Kamis, 24 September 2020


"Kau tahu angsana di fakultas itu gugur lebih cepat?"

"Iya, tahun lalu. Entah tahun ini."

"Iya, ya. Pandemi membuat kampus ini jauh lebih sepi."

"Yah, mau bagaimana lagi. Kalau ramai, aku malah waswas berdiri di sini."

"Padahal kita senang ya setahun lalu berdiri di sini, berfoto bersama guguran bunga."

"Hmm angsana di sini pasti kesepian."

"Kesepian atau tak kesepian pun angsana itu tetap tumbuh sendiri."

"Maksudnya?"

"Angsana itu, seperti kita."

"Kita?"

"Iya kita, manusia."

"Lalu?"

"Angsana itu tidak akan saling menunggu, siapa mekar lebih cepat, siapa gugur lebih lambat. Tanpa kita lewati setiap hari, jalanan itu pada waktunya akan dihujani bunga angsana lagi. Guguran yang tetap indah meski hanya sedikit bahkan tiada orang menikmati."

"Lalu apa hubungannya dengan kita?"

"Angsana itu tumbuh, berbunga, mengering, mati, dan semua itu terjadi dengan waktunya sendiri-sendiri. Lihat saja. Di sini daun angsana masih menghijau, di sana tinggal ranting. Seperti manusia. Kita juga lahir, hidup, meninggal dengan jatah waktu kita masing-masing. Kita tidak menunggu jatah waktu tiap momentum kehidupan itu tiba. Kita ya, hidup, menghidupi perjalanan dengan jatah waktu sendiri-sendiri."

"Hmm.."

"Yah, mungkin itu petuah basi dan kau sudah dengar berkali-kali. Namun, kukatakan sekali lagi supaya mungkin, suatu hari ketika harimu berat dan tiada yang melipurmu dari penat, segala tanda dari semesta ini bisa membuatmu ingat."

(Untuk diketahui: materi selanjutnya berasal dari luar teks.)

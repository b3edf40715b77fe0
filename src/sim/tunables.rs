//! Per-match timing tunables
//!
//! Validated once at load so the per-tick math never sees a non-positive
//! fall duration.

use serde::Serialize;

use crate::Millis;
use crate::consts::*;
use crate::error::TunablesError;
use crate::sim::schedule::Note;

/// Timing parameters for one match
#[derive(Debug, Clone, Copy, PartialEq, Serialize)]
pub struct Tunables {
    fall_duration: Millis,
    lead_delay: Millis,
    reaction_time: Millis,
}

impl Default for Tunables {
    fn default() -> Self {
        Self {
            fall_duration: DEFAULT_FALL_DURATION_MS,
            lead_delay: DEFAULT_LEAD_DELAY_MS,
            reaction_time: DEFAULT_REACTION_TIME_MS,
        }
    }
}

impl Tunables {
    pub fn new(
        fall_duration: Millis,
        lead_delay: Millis,
        reaction_time: Millis,
    ) -> Result<Self, TunablesError> {
        if !fall_duration.is_finite() {
            return Err(TunablesError::NonFinite("fall duration"));
        }
        if !lead_delay.is_finite() {
            return Err(TunablesError::NonFinite("lead delay"));
        }
        if !reaction_time.is_finite() {
            return Err(TunablesError::NonFinite("reaction time"));
        }
        if fall_duration <= 0.0 {
            return Err(TunablesError::NonPositiveFallDuration(fall_duration));
        }
        Ok(Self {
            fall_duration,
            lead_delay,
            reaction_time,
        })
    }

    /// Resolve each value from the first source that sets it, falling back
    /// to the crate defaults.
    pub fn resolve(
        fall_duration: &[Option<Millis>],
        lead_delay: &[Option<Millis>],
        reaction_time: &[Option<Millis>],
    ) -> Result<Self, TunablesError> {
        let first = |vals: &[Option<Millis>], default| vals.iter().flatten().copied().next().unwrap_or(default);
        Self::new(
            first(fall_duration, DEFAULT_FALL_DURATION_MS),
            first(lead_delay, DEFAULT_LEAD_DELAY_MS),
            first(reaction_time, DEFAULT_REACTION_TIME_MS),
        )
    }

    pub fn fall_duration(&self) -> Millis {
        self.fall_duration
    }

    pub fn lead_delay(&self) -> Millis {
        self.lead_delay
    }

    pub fn reaction_time(&self) -> Millis {
        self.reaction_time
    }

    /// Effective elapsed time at which `note` appears
    #[inline]
    pub fn spawn_time(&self, note: &Note) -> Millis {
        note.target_time - self.fall_duration + self.lead_delay + self.reaction_time
    }

    /// Effective elapsed time at which `note` reaches the hit line
    #[inline]
    pub fn arrival_time(&self, note: &Note) -> Millis {
        self.spawn_time(note) + self.fall_duration
    }
}

#[cfg(test)]
mod tests {
    use super::*;
    use crate::sim::schedule::Track;

    #[test]
    fn test_rejects_non_positive_fall_duration() {
        assert_eq!(
            Tunables::new(0.0, 0.0, 0.0),
            Err(TunablesError::NonPositiveFallDuration(0.0))
        );
        assert!(Tunables::new(-5.0, 0.0, 0.0).is_err());
        assert!(Tunables::new(f64::INFINITY, 0.0, 0.0).is_err());
        assert!(Tunables::new(100.0, f64::NAN, 0.0).is_err());
    }

    #[test]
    fn test_spawn_time() {
        let t = Tunables::new(2000.0, 250.0, 100.0).unwrap();
        let note = Note { target_time: 3000.0, track: Track::Left };
        assert_eq!(t.spawn_time(&note), 1350.0);
        assert_eq!(t.arrival_time(&note), 3350.0);
    }

    #[test]
    fn test_resolve_precedence() {
        let t = Tunables::resolve(&[None, Some(1500.0)], &[Some(10.0), Some(20.0)], &[]).unwrap();
        assert_eq!(t.fall_duration(), 1500.0);
        assert_eq!(t.lead_delay(), 10.0);
        assert_eq!(t.reaction_time(), DEFAULT_REACTION_TIME_MS);

        assert!(Tunables::resolve(&[Some(0.0), Some(1500.0)], &[], &[]).is_err());
    }
}
//! Bongaloons - client timing core for a bongo-cat rhythm game
//!
//! Core modules:
//! - `sim`: Pausable match clock, note schedule, note animation, input routing
//! - `protocol`: Wire types exchanged with the game backend
//! - `settings`: Player configuration (backend URL, key bindings, volumes)
//! - `platform`: Browser glue (handshake, driver tick, keyboard listeners)
//! - `error`: Error taxonomy

pub mod error;
pub mod platform;
pub mod protocol;
pub mod settings;
pub mod sim;

pub use error::{ClockError, ProtocolError, StartError, TransportError, TunablesError};
pub use settings::Settings;
pub use sim::{MatchClock, Session, Snapshot};

/// Milliseconds, as reported by `performance.now()` and used on the wire.
pub type Millis = f64;

/// Game configuration constants
pub mod consts {
    use crate::Millis;

    /// Driver tick cadence (20 Hz)
    pub const TICK_INTERVAL_MS: Millis = 50.0;

    /// Time for a note to travel from spawn to the hit line
    pub const DEFAULT_FALL_DURATION_MS: Millis = 2000.0;
    /// Offset between schedule receipt and the spawn baseline
    pub const DEFAULT_LEAD_DELAY_MS: Millis = 0.0;
    /// Extra lead added to target time when computing spawn time
    pub const DEFAULT_REACTION_TIME_MS: Millis = 0.0;

    /// Default lane bindings
    pub const DEFAULT_LEFT_KEY: &str = "a";
    pub const DEFAULT_RIGHT_KEY: &str = "l";
    pub const DEFAULT_PAUSE_KEY: &str = "Escape";

    /// Default backend base URL
    pub const DEFAULT_BACKEND_URL: &str = "http://127.0.0.1:8000";
    /// Default song requested from `/game/start`
    pub const DEFAULT_MIDI_FILE: &str = "test.mid";
}

/// Clamp a ratio to [0, 1]
#[inline]
pub fn unit_clamp(x: f64) -> f64 {
    if x.is_nan() { 0.0 } else { x.clamp(0.0, 1.0) }
}
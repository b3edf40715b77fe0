//! Timing core
//!
//! Everything that decides when a note spawns, where it is drawn and when it
//! reaches the hit line lives here. This module must stay pure:
//! - Wall time is always passed in (`now`), never read
//! - No browser or platform dependencies
//! - One clock per match, owned by the session

pub mod animator;
pub mod clock;
pub mod input;
pub mod schedule;
pub mod session;
pub mod tunables;

pub use animator::{CrossingLatch, NoteVisualState, visual_state, visual_state_at};
pub use clock::MatchClock;
pub use input::{InputOutcome, InputRouter, KeyBindings, KeyEdge, LaneKey, Pose, PressedSet, RoutedKey};
pub use schedule::{Note, NoteId, NoteSchedule, Track};
pub use session::{
    Applied, ConnectionStatus, HandshakeStage, MatchInfo, NoteView, Scoreboard, Session, Snapshot,
};
pub use tunables::Tunables;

"Hmm iya, iya. Kalau begitu, segala kehidupan di dunia ini bekerja serupa perumpamaan angsana itu, kan?"

"Iya, tapi kita manusia sebagai makhluk yang bisa merasa, terkadang yang sulit adalah menerima, ya."

"Menerima apa?"

"Menerima bahwa waktu kebahagiaan dan kesedihan kita berbeda-beda."

"Misalnya, aku seperti angsana yang menghijau ini, sedangkan kau seperti angsana yang tinggal ranting itu?"

"Benar. Waktu kita tumbuh dan gugur berbeda."

"Tapi tentu saja masing-masing manusia ibarat bunga yang jenisnya beda-beda, kan? Tidak semuanya mekar jadi angsana."

"Tentu. Kita juga punya banyak perbedaan tipe, dunia ibarat taman yang permai. Apalagi kalau suasana tamannya damai, tiada anak kecil sedang bertengkar."

"Hmm iya. Kita punya hidup sendiri, tapi juga hidup bersama manusia lain."

"Memang."

"Memang dasar angsana! Mengunjunginya kali kedua bikin bicara sampai mana-mana. Hahaha."

"Kan sudah kubilang. Semesta selalu punya tanda seperti sedang bercerita."

"Benar juga. Dari mana semudah itu kau baca tanda semesta. Pengalamanmu ya?"

"Ya, entahlah, tapi pengalaman memang dosen terbaik dan cerita semesta jadi mata kuliah paling menarik, bukan?"

"Hm sepakat, setidaknya sampai semester ini."

"Nah itu. Kau benarkan juga pernyataanku. Pengalaman juga?"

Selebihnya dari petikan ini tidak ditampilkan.